The monkeys-typing-Shakespeare statement can be simplified to a coin-tossing statement: "If we toss a coin an infinite number of times, then getting tails must happen at some point."

This is a fallacious statement. Sure, the probability of getting an infinite number of consecutive heads is infinitely small, but each toss still has the 50% chance. There's no law of mathematics which would say that in repeated tosses a certain solution must appear. Yes, it's extremely likely that it will appear, but there's no law that says that it definitely must appear. It's perfectly possible that we get an infinite number of heads. Each toss has 50% of probability, and past tosses do not affect this.

### Some mathematical background

In order to avoid some confusion, let me clarify a few things:

What the monkey analogy is trying to describe is, basically, the property of the mathematical definition of an evenly-distributed random number generator. This definition is closely related to the concept of infinity.

Basically, what it's saying is that if we have an infinite sequence of evenly-distributed random characters (including spaces to separate words, etc), the entire works of Shakespeare must appear in that sequence (an infinite number of times, no less). If they didn't appear, then the randomness would not be evenly distributed, by definition. If the works didn't appear, then there would be some kind of bias in the random number generator, making it not evenly-distributed.

Where the analogy fails is trying to bring the concept (related to infinity) into a concrete physical form. If you take any finite portion of that sequence, no matter how large, the probability of Shakespeare's works appearing in that sequence is less than 1.

If you had an evenly-distributed random number generator producing random characters, it may never produce Shakespeare's works, no matter how long you wait. You can expand the sequence as much as you want, without any upper limit, and there would still be no guarantee that the works will appear. As stated, each new character produced by the generator is not affected by previously produced characters, and the probability for each new character to break the desired outcome is always the same. It doesn't matter how many times you take a new random character, the probability doesn't change.

The concept of infinity that the mathematical definition is describing is a more abstract concept than can be described with any real-life analogy. The analogy wrongly presents the notion that a physical random number generator must eventually produce the entire works of Shakespeare. This is not so: No matter how long you run the generator, there is no guarantee.

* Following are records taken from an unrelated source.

// Tree-building helpers shared by the integration tests.
//
// The markup parser is an external collaborator, so scenarios build the
// trees it would produce and assert on the exact printed token sequence.

#![allow(dead_code)]

use svelte_ast_print::ast::{
    Attribute, AttributeNode, AttributeValue, Comment, Directive, DirectiveKind, Element,
    ElementKind, ExpressionTag, Fragment, Node, Text,
};
use svelte_ast_print::{Expression, FormatOptions};

/// Options matching the original round-trip suite: single-line output.
pub fn compact() -> FormatOptions {
    FormatOptions::new().with_indent("").with_line_end("")
}

pub fn fragment(nodes: Vec<Node>) -> Fragment {
    Fragment { nodes }
}

pub fn text(data: &str) -> Node {
    Node::Text(Text { data: data.into() })
}

pub fn comment(data: &str) -> Node {
    Node::Comment(Comment { data: data.into() })
}

pub fn expression_tag(source: &str) -> Node {
    Node::ExpressionTag(ExpressionTag {
        expression: Expression::from(source),
    })
}

pub fn element_of(kind: ElementKind, name: &str, attributes: Vec<AttributeNode>, children: Vec<Node>) -> Node {
    Node::Element(Element {
        kind,
        name: name.into(),
        attributes,
        fragment: fragment(children),
        this: None,
    })
}

pub fn element(name: &str, attributes: Vec<AttributeNode>, children: Vec<Node>) -> Node {
    element_of(ElementKind::Regular, name, attributes, children)
}

pub fn component(name: &str, attributes: Vec<AttributeNode>, children: Vec<Node>) -> Node {
    element_of(ElementKind::Component, name, attributes, children)
}

pub fn text_attribute(name: &str, value: &str) -> AttributeNode {
    AttributeNode::Attribute(Attribute {
        name: name.into(),
        value: AttributeValue::Text(value.into()),
    })
}

pub fn expression_attribute(name: &str, source: &str) -> AttributeNode {
    AttributeNode::Attribute(Attribute {
        name: name.into(),
        value: AttributeValue::Expression(Expression::from(source)),
    })
}

pub fn directive(kind: DirectiveKind, name: &str, expression: Option<&str>) -> AttributeNode {
    AttributeNode::Directive(Directive {
        kind,
        name: name.into(),
        expression: expression.map(Expression::from),
    })
}
// Document assembly scenarios: script ordering, trimming, determinism.

mod common;

use common::*;
use pretty_assertions::assert_eq;
use svelte_ast_print::ast::{Root, Script, ScriptContext};
use svelte_ast_print::{print, print_with};

fn instance_script(content: &str) -> Script {
    Script {
        context: ScriptContext::Instance,
        attributes: vec![],
        content: content.into(),
    }
}

fn module_script(content: &str) -> Script {
    Script {
        context: ScriptContext::Module,
        attributes: vec![text_attribute("context", "module")],
        content: content.into(),
    }
}

#[test]
fn instance_script_then_markup() {
    let root = Root {
        module: None,
        instance: Some(instance_script("let a;")),
        fragment: fragment(vec![element("main", vec![], vec![text("Hello,World")])]),
    };
    assert_eq!(
        print_with(&root, &compact()).unwrap(),
        "<script>let a;</script><main>Hello,World</main>"
    );
}

#[test]
fn module_script_precedes_instance_script() {
    let root = Root {
        module: Some(module_script("let b;")),
        instance: Some(instance_script("let a;")),
        fragment: fragment(vec![element("main", vec![], vec![text("Hello,World")])]),
    };
    assert_eq!(
        print_with(&root, &compact()).unwrap(),
        "<script context=\"module\">let b;</script><script>let a;</script><main>Hello,World</main>"
    );
}

#[test]
fn default_line_endings_separate_sections() {
    let root = Root {
        module: None,
        instance: Some(instance_script("let a;")),
        fragment: fragment(vec![text("markup")]),
    };
    let printed = print(&root).unwrap();
    assert_eq!(printed, "<script>let a;</script>\nmarkup");
}

#[test]
fn result_is_trimmed() {
    let root = Root {
        module: None,
        instance: None,
        fragment: fragment(vec![text("markup")]),
    };
    // With no scripts, the joining line endings are trimmed away.
    assert_eq!(print(&root).unwrap(), "markup");
}

#[test]
fn printing_is_deterministic_and_leaves_input_unchanged() {
    let root = Root {
        module: Some(module_script("let b;")),
        instance: Some(instance_script("let a;")),
        fragment: fragment(vec![element("main", vec![], vec![])]),
    };
    let before = root.clone();
    let first = print_with(&root, &compact()).unwrap();
    let second = print_with(&root, &compact()).unwrap();
    assert_eq!(first, second);
    assert_eq!(root, before);
}
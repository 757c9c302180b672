// Document assembly: scripts first, then markup.
//
// Mirrors the source order the parser accepts: module script, instance
// script, markup fragment, joined with the configured line ending and
// trimmed as a whole.

use crate::ast::{Root, Script};
use crate::error::PrintError;
use crate::expr::ExpressionRenderer;
use crate::print::attributes::print_attribute;
use crate::print::registry::PrinterRegistry;
use crate::print::{print_fragment_with, FormatOptions, PrintContext};

/// Print a whole parsed component: `module + lineEnd + instance + lineEnd +
/// markup`, trimmed. Missing scripts contribute nothing but keep the order.
pub(crate) fn print_document(
    root: &Root,
    options: &FormatOptions,
    registry: &PrinterRegistry,
    expressions: &dyn ExpressionRenderer,
) -> Result<String, PrintError> {
    let module = root
        .module
        .as_ref()
        .map(|script| print_script_block(script, options, registry, expressions))
        .transpose()?
        .unwrap_or_default();
    let instance = root
        .instance
        .as_ref()
        .map(|script| print_script_block(script, options, registry, expressions))
        .transpose()?
        .unwrap_or_default();
    let markup = print_fragment_with(&root.fragment, options, registry, expressions)?;

    let mut result = String::new();
    result.push_str(&module);
    result.push_str(&options.line_end);
    result.push_str(&instance);
    result.push_str(&options.line_end);
    result.push_str(&markup);
    Ok(result.trim().to_string())
}

/// Print one `<script>` block: opening tag with its attributes, the bridged
/// statement content, closing tag.
pub(crate) fn print_script_block(
    script: &Script,
    options: &FormatOptions,
    registry: &PrinterRegistry,
    expressions: &dyn ExpressionRenderer,
) -> Result<String, PrintError> {
    let mut context = PrintContext::new(options, registry, expressions);
    context.write("<script");
    for attribute in &script.attributes {
        print_attribute(attribute, &mut context)?;
    }
    context.write(">");
    let content = expressions.render_script(&script.content, options)?;
    context.write(&content);
    context.write("</script>");
    Ok(context.finish())
}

It is possible for the generator to produce the works. And in fact, the probability of this increases with the amount of generated characters. In other words, if you were to set the generator to generate a trillion random characters, the probability would be larger than if you set it to generate a half trillion. However, no matter how long you run it, the probability will never reach 1, and there will never be any guarantee. You could literally wait forever and never get the works.